Why You Shouldn’t Preach More than 30 Minutes

StopwatchSermons are the driving force in Christian churches. Everything is constantly rearranged around them, like decorations, promotional materials, and worship songs. The sermon series sets the tone of ministry.

This is probably why most preachers preach long sermons. A recent survey discovered that 75% preach for more than 30 minutes. The average sermon is 36 minutes long.

My own experience has confirmed to me that shorter sermons are best. It is preferable to preach less than half an hour. In fact, here are four good reasons why you shouldn’t preach more than this:

Reason #1: It’s Unnecessary
It isn’t necessary to preach more than 30 minutes. It doesn’t take your people that long to understand something, so it shouldn’t take you that long to explain it.

Preachers preach for more than 30 minutes because they are unfocused. They tend to ramble, repeat themselves, and get off-topic. They also preach long sermons because they want to make multiple points.

Discipline yourself to stay focused on what is most essential. Don’t try to say everything in every sermon. Condense your sermons by taking out anything that is redundant or unnecessary.

If you can’t say what you have to say in 30 minutes or less, do you really know what you’re trying to say?

Reason #2: It’s Ineffective
It isn’t effective to preach more than 30 minutes. Your people don’t need you to explain something over and over again. They only need you to explain it once in a helpful, memorable way.

We seem to think that the more we say, the more people will remember. But when it comes to preaching, less is more. In other words: the less we say, the more people remember. And the opposite is also true: the more we say, the less people remember.

Train yourself to be brief. Practice saying things in as few words as possible. Boil your ideas down to a single thought for your people to remember and put into action.

Reason #3: It’s Inconsiderate
It isn’t considerate to preach more than 30 minutes. You aren’t the only person who serves on Sunday morning. There are other volunteers who depend on you to not preach too long.

Think about how the length of your sermon affects others. There are volunteers in the Children’s Ministry who teach young children. The longer you preach, the longer they have to occupy the kids.

There are also others who have prepared to serve (worship team, communion meditations, announcements, etc). The longer you preach, the more pressure they feel to shorten what they’ve prepared.

Remind yourself to be considerate. Don’t presume to be most important or worthwhile. Show your appreciation for others’ service by keeping your sermon short.

Reason #4: It’s Disproportionate
It isn’t proportionate to preach more than 30 minutes.

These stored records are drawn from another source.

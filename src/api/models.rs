use chrono::NaiveDate;
use serde::{Deserialize, Serialize};
use std::fmt;
use std::str::FromStr;

use crate::api::links::validate_join_link;
use crate::error::{ClientError, Result};

pub const ALL_TOPICS: &str = "All Topics";
pub const ALL_AGES: &str = "All Ages";

#[derive(Debug, Clone, PartialEq, Serialize, Deserialize)]
pub struct OrganizerRef {
    pub username: String,
}

/// An activity as listed by the catalog endpoints.
#[derive(Debug, Clone, PartialEq, Serialize, Deserialize)]
#[serde(rename_all = "camelCase")]
pub struct Activity {
    pub id: i64,
    pub title: String,
    #[serde(default)]
    pub description: Option<String>,
    pub topic: String,
    pub age_group: String,
    pub date: NaiveDate,
    pub time: String,
    pub join_link: String,
    #[serde(default)]
    pub organizer: Option<OrganizerRef>,
}

#[derive(Debug, Clone, PartialEq, Serialize)]
pub struct NewActivity {
    pub title: String,
    #[serde(skip_serializing_if = "Option::is_none")]
    pub description: Option<String>,
    pub topic: String,
    pub age_group: String,
    pub date: NaiveDate,
    pub time: String,
    pub join_link: String,
}

fn require(field: &str, value: &str) -> Result<()> {
    if value.trim().is_empty() {
        return Err(ClientError::ValidationError(format!(
            "Missing required field: {}",
            field
        )));
    }
    Ok(())
}

impl NewActivity {
    pub fn validate(&self) -> Result<()> {
        require("title", &self.title)?;
        require("topic", &self.topic)?;
        require("age_group", &self.age_group)?;
        require("time", &self.time)?;
        require("join_link", &self.join_link)?;
        validate_join_link(&self.join_link)?;
        Ok(())
    }
}

/// Partial update; only the fields that are set are sent.
#[derive(Debug, Clone, Default, PartialEq, Serialize)]
pub struct ActivityUpdate {
    #[serde(skip_serializing_if = "Option::is_none")]
    pub title: Option<String>,
    #[serde(skip_serializing_if = "Option::is_none")]
    pub description: Option<String>,
    #[serde(skip_serializing_if = "Option::is_none")]
    pub topic: Option<String>,
    #[serde(skip_serializing_if = "Option::is_none")]
    pub age_group: Option<String>,
    #[serde(skip_serializing_if = "Option::is_none")]
    pub date: Option<NaiveDate>,
    #[serde(skip_serializing_if = "Option::is_none")]
    pub time: Option<String>,
    #[serde(skip_serializing_if = "Option::is_none")]
    pub join_link: Option<String>,
}

impl ActivityUpdate {
    pub fn is_empty(&self) -> bool {
        self == &Self::default()
    }

    pub fn validate(&self) -> Result<()> {
        if self.is_empty() {
            return Err(ClientError::ValidationError("Nothing to update".into()));
        }

        let required = [
            ("title", &self.title),
            ("topic", &self.topic),
            ("age_group", &self.age_group),
            ("time", &self.time),
            ("join_link", &self.join_link),
        ];
        for (field, value) in required {
            if let Some(value) = value {
                require(field, value)?;
            }
        }

        if let Some(link) = &self.join_link {
            validate_join_link(link)?;
        }
        Ok(())
    }
}

#[derive(Debug, Clone, PartialEq, Deserialize)]
pub struct CreatedActivity {
    pub message: String,
    pub id: i64,
}

#[derive(Debug, Clone, PartialEq, Deserialize)]
pub struct MessageResponse {
    pub message: String,
}

#[derive(Debug, Clone, Default, PartialEq, Serialize, Deserialize)]
#[serde(default)]
pub struct OrganizerProfile {
    pub username: String,
    pub name: Option<String>,
    pub email: Option<String>,
    pub phone: Option<String>,
    pub location: Option<String>,
    pub bio: Option<String>,
    pub avatar: Option<String>,
    pub specialties: Vec<String>,
    #[serde(alias = "joinedDate")]
    pub joined_date: Option<NaiveDate>,
}

#[derive(Debug, Clone, Default, PartialEq, Serialize)]
pub struct ProfileUpdate {
    #[serde(skip_serializing_if = "Option::is_none")]
    pub name: Option<String>,
    #[serde(skip_serializing_if = "Option::is_none")]
    pub email: Option<String>,
    #[serde(skip_serializing_if = "Option::is_none")]
    pub phone: Option<String>,
    #[serde(skip_serializing_if = "Option::is_none")]
    pub location: Option<String>,
    #[serde(skip_serializing_if = "Option::is_none")]
    pub bio: Option<String>,
    #[serde(skip_serializing_if = "Option::is_none")]
    pub avatar: Option<String>,
}

impl ProfileUpdate {
    pub fn is_empty(&self) -> bool {
        self == &Self::default()
    }
}

#[derive(Debug, Clone, Deserialize)]
pub struct LoginResponse {
    #[serde(alias = "token")]
    pub access_token: String,
    #[serde(default)]
    pub refresh_token: Option<String>,
    pub username: String,
}

#[derive(Debug, Clone, Copy, PartialEq, Eq)]
pub enum TimeOfDay {
    Morning,
    Afternoon,
    Evening,
}

impl TimeOfDay {
    pub fn matches(&self, time: &str) -> bool {
        let Some(hour) = hour_of_day(time) else {
            return false;
        };
        match self {
            TimeOfDay::Morning => hour < 12,
            TimeOfDay::Afternoon => (12..17).contains(&hour),
            TimeOfDay::Evening => hour >= 17,
        }
    }
}

impl FromStr for TimeOfDay {
    type Err = ClientError;

    fn from_str(s: &str) -> Result<Self> {
        match s.trim().to_ascii_lowercase().as_str() {
            "morning" => Ok(TimeOfDay::Morning),
            "afternoon" => Ok(TimeOfDay::Afternoon),
            "evening" => Ok(TimeOfDay::Evening),
            other => Err(ClientError::ValidationError(format!(
                "Unknown time of day: {}",
                other
            ))),
        }
    }
}

impl fmt::Display for TimeOfDay {
    fn fmt(&self, f: &mut fmt::Formatter<'_>) -> fmt::Result {
        let name = match self {
            TimeOfDay::Morning => "Morning",
            TimeOfDay::Afternoon => "Afternoon",
            TimeOfDay::Evening => "Evening",
        };
        f.write_str(name)
    }
}

/// 24-hour clock hour of a display time such as `"10:00 AM"` or `"14:30"`.
fn hour_of_day(time: &str) -> Option<u32> {
    let hour: u32 = time.split(':').next()?.trim().parse().ok()?;
    let upper = time.to_ascii_uppercase();
    let (am, pm) = (upper.contains("AM"), upper.contains("PM"));
    if am || pm {
        if !(1..=12).contains(&hour) {
            return None;
        }
        Some(match (pm, hour) {
            (true, 12) => 12,
            (true, h) => h + 12,
            (false, 12) => 0,
            (false, h) => h,
        })
    } else {
        (hour < 24).then_some(hour)
    }
}

/// Catalog filter. Topic and age group are applied by the server, time of day
/// locally.
#[derive(Debug, Clone, Default, PartialEq)]
pub struct ActivityFilter {
    pub topic: Option<String>,
    pub age_group: Option<String>,
    pub time_of_day: Option<TimeOfDay>,
}

fn selection(value: &str, everything: &str) -> Option<String> {
    let value = value.trim();
    (!value.is_empty() && value != everything).then(|| value.to_string())
}

impl ActivityFilter {
    pub fn topic(mut self, topic: &str) -> Self {
        self.topic = selection(topic, ALL_TOPICS);
        self
    }

    pub fn age_group(mut self, age_group: &str) -> Self {
        self.age_group = selection(age_group, ALL_AGES);
        self
    }

    pub fn time_of_day(mut self, time_of_day: TimeOfDay) -> Self {
        self.time_of_day = Some(time_of_day);
        self
    }

    pub fn query_pairs(&self) -> Vec<(&'static str, &str)> {
        let mut pairs = Vec::new();
        if let Some(topic) = &self.topic {
            pairs.push(("topic", topic.as_str()));
        }
        if let Some(age_group) = &self.age_group {
            pairs.push(("age_group", age_group.as_str()));
        }
        pairs
    }

    pub fn matches(&self, activity: &Activity) -> bool {
        let topic = self.topic.as_ref().map_or(true, |t| *t == activity.topic);
        let age = self
            .age_group
            .as_ref()
            .map_or(true, |a| *a == activity.age_group);
        let time = self
            .time_of_day
            .map_or(true, |slot| slot.matches(&activity.time));
        topic && age && time
    }
}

There are other things that need to happen on Sunday morning. These get abbreviated or eliminated when you preach too long.

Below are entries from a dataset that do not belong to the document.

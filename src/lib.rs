pub mod api;
pub mod cli;
pub mod config;
pub mod error;
pub mod gateway;
pub mod session;

use std::sync::Arc;
use url::Url;

pub use error::{ApiError, ClientError, Result, StorageError};
pub use config::Settings;

pub use api::{AuthClient, CatalogClient, OrganizerClient};
pub use gateway::{ApiRequest, AuthGateway, GatewayOutcome, LoginReason, LoginRedirect};
pub use session::{SessionCredentials, SessionManager, SessionStore};

/// Shared client state: configuration, the session and one HTTP connection pool.
#[derive(Clone)]
pub struct ClientState {
    pub config: Arc<Settings>,
    pub session: SessionManager,
    pub gateway: Arc<AuthGateway>,
    http: reqwest::Client,
    base_url: Url,
}

impl ClientState {
    pub fn new(config: Settings) -> Result<Self> {
        let session = SessionManager::from_config(&config.session);
        Self::with_session(config, session)
    }

    pub fn with_session(config: Settings, session: SessionManager) -> Result<Self> {
        let http = reqwest::Client::builder()
            .user_agent(concat!("brighttimes-client/", env!("CARGO_PKG_VERSION")))
            .build()?;
        let base_url = config.api.base()?;
        let gateway = AuthGateway::from_settings(&config, http.clone(), session.clone())?;

        Ok(Self {
            config: Arc::new(config),
            session,
            gateway: Arc::new(gateway),
            http,
            base_url,
        })
    }

    pub fn catalog(&self) -> CatalogClient {
        CatalogClient::new(self.http.clone(), self.base_url.clone())
    }

    pub fn organizer(&self) -> OrganizerClient {
        OrganizerClient::new(self.gateway.clone(), self.base_url.clone())
    }

    pub fn auth(&self) -> Result<AuthClient> {
        Ok(AuthClient::new(
            self.http.clone(),
            self.config.api.login_url()?,
            self.session.clone(),
        ))
    }
}
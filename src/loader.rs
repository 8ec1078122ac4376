//! Module loading fallback (pipeline steps 4 and 5)
//!
//! The container treats module loading as an external collaborator behind the
//! `ModuleLoader` trait: step 4 hands it an autoload-joined filesystem path,
//! step 5 hands it the raw namespace as a generic specifier. Loaded values are
//! returned to the caller as-is, without factory semantics.

use std::path::PathBuf;
use std::sync::Arc;

use dashmap::DashMap;

use crate::errors::LoadError;
use crate::registry::SharedValue;

pub trait ModuleLoader: Send + Sync {
    /// Resolve a specifier to its exported value.
    ///
    /// `LoadError::NotFound` keeps the pipeline falling through; `Failed`
    /// aborts the resolution (a present-but-broken module must not be masked).
    fn load(&self, specifier: &str) -> Result<SharedValue, LoadError>;
}

/// In-memory loader: specifier → preloaded value.
///
/// The default loader of a fresh container; also what tests and embedders use
/// to stand in for a real module system.
#[derive(Default)]
pub struct StaticModuleLoader {
    modules: DashMap<String, SharedValue>,
}

impl StaticModuleLoader {
    pub fn new() -> Self {
        Self::default()
    }

    pub fn provide(&self, specifier: impl Into<String>, value: SharedValue) {
        self.modules.insert(specifier.into(), value);
    }

    /// Convenience wrapper that boxes the value for you.
    pub fn provide_value<T: Send + Sync + 'static>(&self, specifier: impl Into<String>, value: T) {
        self.provide(specifier, Arc::new(value));
    }
}

impl ModuleLoader for StaticModuleLoader {
    fn load(&self, specifier: &str) -> Result<SharedValue, LoadError> {
        self.modules
            .get(specifier)
            .map(|entry| entry.clone())
            .ok_or(LoadError::NotFound)
    }
}

/// Filesystem loader.
///
/// `.toml` files are parsed into `toml::Value`, `.json` into
/// `serde_json::Value`, everything else is exported as the file contents
/// (`String`). Specifiers without an extension can probe a configured
/// extension list, require-style.
#[derive(Default)]
pub struct FsModuleLoader {
    extensions: Vec<String>,
}

impl FsModuleLoader {
    pub fn new() -> Self {
        Self::default()
    }

    pub fn with_extensions<I, S>(extensions: I) -> Self
    where
        I: IntoIterator<Item = S>,
        S: Into<String>,
    {
        Self {
            extensions: extensions.into_iter().map(Into::into).collect(),
        }
    }

    fn candidate(&self, specifier: &str) -> Option<PathBuf> {
        let direct = PathBuf::from(specifier);
        if direct.is_file() {
            return Some(direct);
        }
        if direct.extension().is_none() {
            for extension in &self.extensions {
                let probed = direct.with_extension(extension);
                if probed.is_file() {
                    return Some(probed);
                }
            }
        }
        None
    }
}

impl ModuleLoader for FsModuleLoader {
    fn load(&self, specifier: &str) -> Result<SharedValue, LoadError> {
        let path = self.candidate(specifier).ok_or(LoadError::NotFound)?;
        let text = std::fs::read_to_string(&path)
            .map_err(|source| LoadError::Failed(Box::new(source)))?;

        match path.extension().and_then(|extension| extension.to_str()) {
            Some("toml") => {
                let value: toml::Value = toml::from_str(&text)
                    .map_err(|source| LoadError::Failed(Box::new(source)))?;
                Ok(Arc::new(value))
            }
            Some("json") => {
                let value: serde_json::Value = serde_json::from_str(&text)
                    .map_err(|source| LoadError::Failed(Box::new(source)))?;
                Ok(Arc::new(value))
            }
            _ => Ok(Arc::new(text)),
        }
    }
}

The early believers “devoted themselves to the apostles’ teaching and to the fellowship, to the breaking of bread and to prayer” (Acts 2:42). We tend to maximize the teaching and minimize everything else.

When we come together each week, why don’t we spend more time in fellowship? Why is the Lord’s Supper so brief? Why don’t we spend any time praying together? Is it not ironic that preaching takes precedence in a worship service?

Challenge yourself to take a more balanced approach. Make sure everything is given enough time. Put more emphasis on things that are being rushed or skipped. Ask how your sermon fits into the overall worship service rather than tailoring the service to fit your sermon.